▼

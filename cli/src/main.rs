//! `tpcreco` CLI: toy event generation, batch reconstruction, vertex fits.

use anyhow::{bail, Context, Result};
use clap::{Parser, Subcommand};
use nalgebra::{Matrix3, Vector3};
use serde::{Deserialize, Serialize};
use std::io::{BufRead, BufReader, BufWriter};
use std::path::{Path, PathBuf};
use tpc_detector::{NoCorrection, PositionCorrection, SpaceChargeDistortion};
use tpc_reco::types::{ClusterSource, CorrectionMode};
use tpc_reco::{
    EventOutput, HelixPropagator, Providers, Reconstruction, ReconstructionConfig,
    ResolutionMetrics, Vertex, VertexFitConfig, VertexTrack,
};
use toy_sim::replay::{load_events, save_events, EventFile};
use toy_sim::scenarios::{Scenario, ScenarioKind};
use tracing::{info, warn};

#[derive(Parser)]
#[command(name = "tpcreco", about = "TPC track and vertex reconstruction CLI")]
struct Cli {
    #[command(subcommand)]
    command: Commands,
}

#[derive(Subcommand)]
enum Commands {
    /// Generate toy events for a named scenario and save them.
    Simulate {
        #[arg(value_enum)]
        scenario: ScenarioKind,
        /// Random seed for reproducibility
        #[arg(long, default_value_t = 42)]
        seed: u64,
        /// Number of events (defaults to the scenario's)
        #[arg(long)]
        events: Option<usize>,
        /// Event file to write
        #[arg(long)]
        output: PathBuf,
    },
    /// Reconstruct tracks and vertices of an event file.
    Reconstruct {
        /// Event file written by `simulate`
        input: PathBuf,
        /// Reconstruction config (JSON); flags below override it
        #[arg(long)]
        config: Option<PathBuf>,
        #[arg(long, value_enum)]
        source: Option<ClusterSource>,
        #[arg(long, value_enum)]
        correction: Option<CorrectionMode>,
        /// Keep the true cluster depth instead of the drift-time position
        #[arg(long)]
        ideal_tracking: bool,
        /// Pick clusters from the event index instead of the candidate lists
        #[arg(long)]
        follow_in_index: bool,
        /// Stop after seeding
        #[arg(long)]
        no_fit: bool,
        #[arg(long)]
        no_vertex: bool,
        /// Reconstruct candidates on one thread
        #[arg(long)]
        sequential: bool,
        /// Per-event outputs (JSON)
        #[arg(long)]
        output: Option<PathBuf>,
        /// Resolution metrics (JSON)
        #[arg(long)]
        metrics: Option<PathBuf>,
    },
    /// Fit a primary vertex to straight-line tracks, one JSON object per line.
    Vertex {
        input: PathBuf,
        #[arg(long, default_value_t = 3.5)]
        chi_cut: f64,
        #[arg(long, default_value_t = 2)]
        min_tracks: usize,
        /// Beam spot x,y,z,σx,σy,σz (cm)
        #[arg(long, value_delimiter = ',')]
        beam: Option<Vec<f64>>,
    },
}

fn main() -> Result<()> {
    tracing_subscriber::fmt()
        .with_env_filter(tracing_subscriber::EnvFilter::from_default_env())
        .init();

    let cli = Cli::parse();

    match cli.command {
        Commands::Simulate {
            scenario,
            seed,
            events,
            output,
        } => run_simulate(scenario, seed, events, &output)?,
        Commands::Reconstruct {
            input,
            config,
            source,
            correction,
            ideal_tracking,
            follow_in_index,
            no_fit,
            no_vertex,
            sequential,
            output,
            metrics,
        } => {
            let mut cfg = match config {
                Some(path) => load_config(&path)?,
                None => ReconstructionConfig::default(),
            };
            if let Some(source) = source {
                cfg.cluster_source = source;
            }
            if let Some(correction) = correction {
                cfg.correction = correction;
            }
            cfg.ideal_tracking |= ideal_tracking;
            cfg.follow_in_index |= follow_in_index;
            cfg.do_track_fit &= !no_fit;
            cfg.fit_vertex &= !no_vertex;
            cfg.parallel &= !sequential;
            run_reconstruct(&input, cfg, output.as_deref(), metrics.as_deref())?;
        }
        Commands::Vertex {
            input,
            chi_cut,
            min_tracks,
            beam,
        } => {
            let config = VertexFitConfig {
                chi_cut,
                min_tracks,
                ..VertexFitConfig::default()
            };
            run_vertex(&input, &config, beam.as_deref())?;
        }
    }

    Ok(())
}

fn run_simulate(kind: ScenarioKind, seed: u64, n_events: Option<usize>, output: &Path) -> Result<()> {
    let scenario = Scenario::build(kind, seed);
    let n_events = n_events.unwrap_or(scenario.n_events);
    println!(
        "Generating scenario '{}' (seed={}, events={})...",
        scenario.name, seed, n_events
    );

    let start = std::time::Instant::now();
    let events = scenario.generator().generate_batch(n_events);
    let n_tracks: usize = events.iter().map(|e| e.tracks.len()).sum();
    println!(
        "Done: {} events, {} track candidates, elapsed={:.2}s",
        events.len(),
        n_tracks,
        start.elapsed().as_secs_f64()
    );

    let file = EventFile {
        scenario_name: scenario.name.clone(),
        seed,
        bz: scenario.events.bz,
        geometry: scenario.geometry.clone(),
        distortion: scenario.events.distortion.clone(),
        events,
    };
    save_events(&file, output).with_context(|| format!("writing {}", output.display()))?;
    println!("Events saved to {}", output.display());
    Ok(())
}

fn load_config(path: &Path) -> Result<ReconstructionConfig> {
    let file = std::fs::File::open(path).with_context(|| format!("opening {}", path.display()))?;
    let config = serde_json::from_reader(BufReader::new(file))
        .with_context(|| format!("parsing {}", path.display()))?;
    Ok(config)
}

fn run_reconstruct(
    input: &Path,
    mut config: ReconstructionConfig,
    output_path: Option<&Path>,
    metrics_path: Option<&Path>,
) -> Result<()> {
    let file = load_events(input).with_context(|| format!("reading {}", input.display()))?;
    if (config.bz - file.bz).abs() > 1e-9 {
        warn!(config = config.bz, file = file.bz, "field differs from the generated one, using the file's");
        config.bz = file.bz;
    }

    let propagator = HelixPropagator::new(config.bz, config.material.clone());
    let correction: Box<dyn PositionCorrection> = match config.correction {
        CorrectionMode::None => Box::new(NoCorrection),
        _ => Box::new(file.distortion.clone().unwrap_or_else(SpaceChargeDistortion::default)),
    };
    let providers = Providers {
        geometry: &file.geometry,
        correction: correction.as_ref(),
        propagator: &propagator,
    };
    let reco = Reconstruction::new(config, providers);

    println!(
        "Reconstructing {} events from '{}' (scenario {})...",
        file.events.len(),
        input.display(),
        file.scenario_name
    );
    let start = std::time::Instant::now();
    let mut outputs: Vec<EventOutput> = Vec::with_capacity(file.events.len());
    let mut metrics = ResolutionMetrics::default();
    for event in &file.events {
        let output = reco.process_event(event, None)?;
        metrics.accumulate(event, &output, &file.geometry);
        outputs.push(output);
    }
    info!(events = outputs.len(), "reconstruction finished");

    println!(
        "Done: {} candidates, seed efficiency {:.3}, {} vertices, elapsed={:.2}s",
        metrics.n_candidates,
        metrics.seed_efficiency(),
        metrics.n_vertices,
        start.elapsed().as_secs_f64()
    );
    let names = tpc_reco::metrics::PARAM_NAMES;
    for (i, name) in names.iter().enumerate() {
        println!(
            "  {:>5}: residual RMS {:.4e}  pull RMS {:.3}",
            name,
            metrics.residual_rms()[i],
            metrics.pull_rms()[i]
        );
    }
    println!(
        "  vertex RMS (x, y, z) = ({:.4}, {:.4}, {:.4}) cm, time0 RMS {:.4} µs",
        metrics.vertex_residuals[0].rms(),
        metrics.vertex_residuals[1].rms(),
        metrics.vertex_residuals[2].rms(),
        metrics.time0_residual.rms()
    );

    if let Some(path) = output_path {
        write_json(path, &outputs)?;
        println!("Outputs saved to {}", path.display());
    }
    if let Some(path) = metrics_path {
        write_json(path, &metrics)?;
        println!("Metrics saved to {}", path.display());
    }
    Ok(())
}

/// One straight-line track of the `vertex` input.
#[derive(Debug, Deserialize)]
struct LineInput {
    point: [f64; 3],
    direction: [f64; 3],
    /// Position covariance, row-major
    cov: [[f64; 3]; 3],
}

#[derive(Debug, Serialize)]
struct VertexReport<'a> {
    vertex: Option<&'a Vertex>,
    contributors: Vec<bool>,
}

fn run_vertex(input: &Path, config: &VertexFitConfig, beam: Option<&[f64]>) -> Result<()> {
    let file = std::fs::File::open(input).with_context(|| format!("opening {}", input.display()))?;
    let mut tracks = Vec::new();
    for (line_no, line) in BufReader::new(file).lines().enumerate() {
        let line = line?;
        if line.trim().is_empty() {
            continue;
        }
        let parsed: LineInput =
            serde_json::from_str(&line).with_context(|| format!("line {}", line_no + 1))?;
        let cov = Matrix3::from_fn(|r, c| parsed.cov[r][c]);
        let track = VertexTrack::new(Vector3::from(parsed.point), Vector3::from(parsed.direction), cov)
            .with_context(|| format!("line {}", line_no + 1))?;
        tracks.push(track);
    }

    let mut vertex = Vertex::new();
    match beam {
        Some(&[x, y, z, sx, sy, sz]) => vertex.set_beam_constraint(x, y, z, sx, sy, sz),
        Some(other) => bail!("--beam needs 6 values, got {}", other.len()),
        None => {}
    }
    let flags = vertex.construct_primary_vertex(&tracks, config);
    let report = VertexReport {
        vertex: flags.as_ref().map(|_| &vertex),
        contributors: flags.clone().unwrap_or_default(),
    };
    println!("{}", serde_json::to_string_pretty(&report)?);
    if flags.is_none() {
        warn!(tracks = tracks.len(), min = config.min_tracks, "too few tracks for a vertex");
    }
    Ok(())
}

fn write_json<T: Serialize>(path: &Path, value: &T) -> Result<()> {
    let file = std::fs::File::create(path).with_context(|| format!("creating {}", path.display()))?;
    serde_json::to_writer_pretty(BufWriter::new(file), value)?;
    Ok(())
}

▲

**EXERCISE PROMPT**: Search the entries above for "derive". Show every line that has it.

**ANSWER**:
#[derive(Parser)]
#[derive(Subcommand)]
#[derive(Debug, Deserialize)]
#[derive(Debug, Serialize)]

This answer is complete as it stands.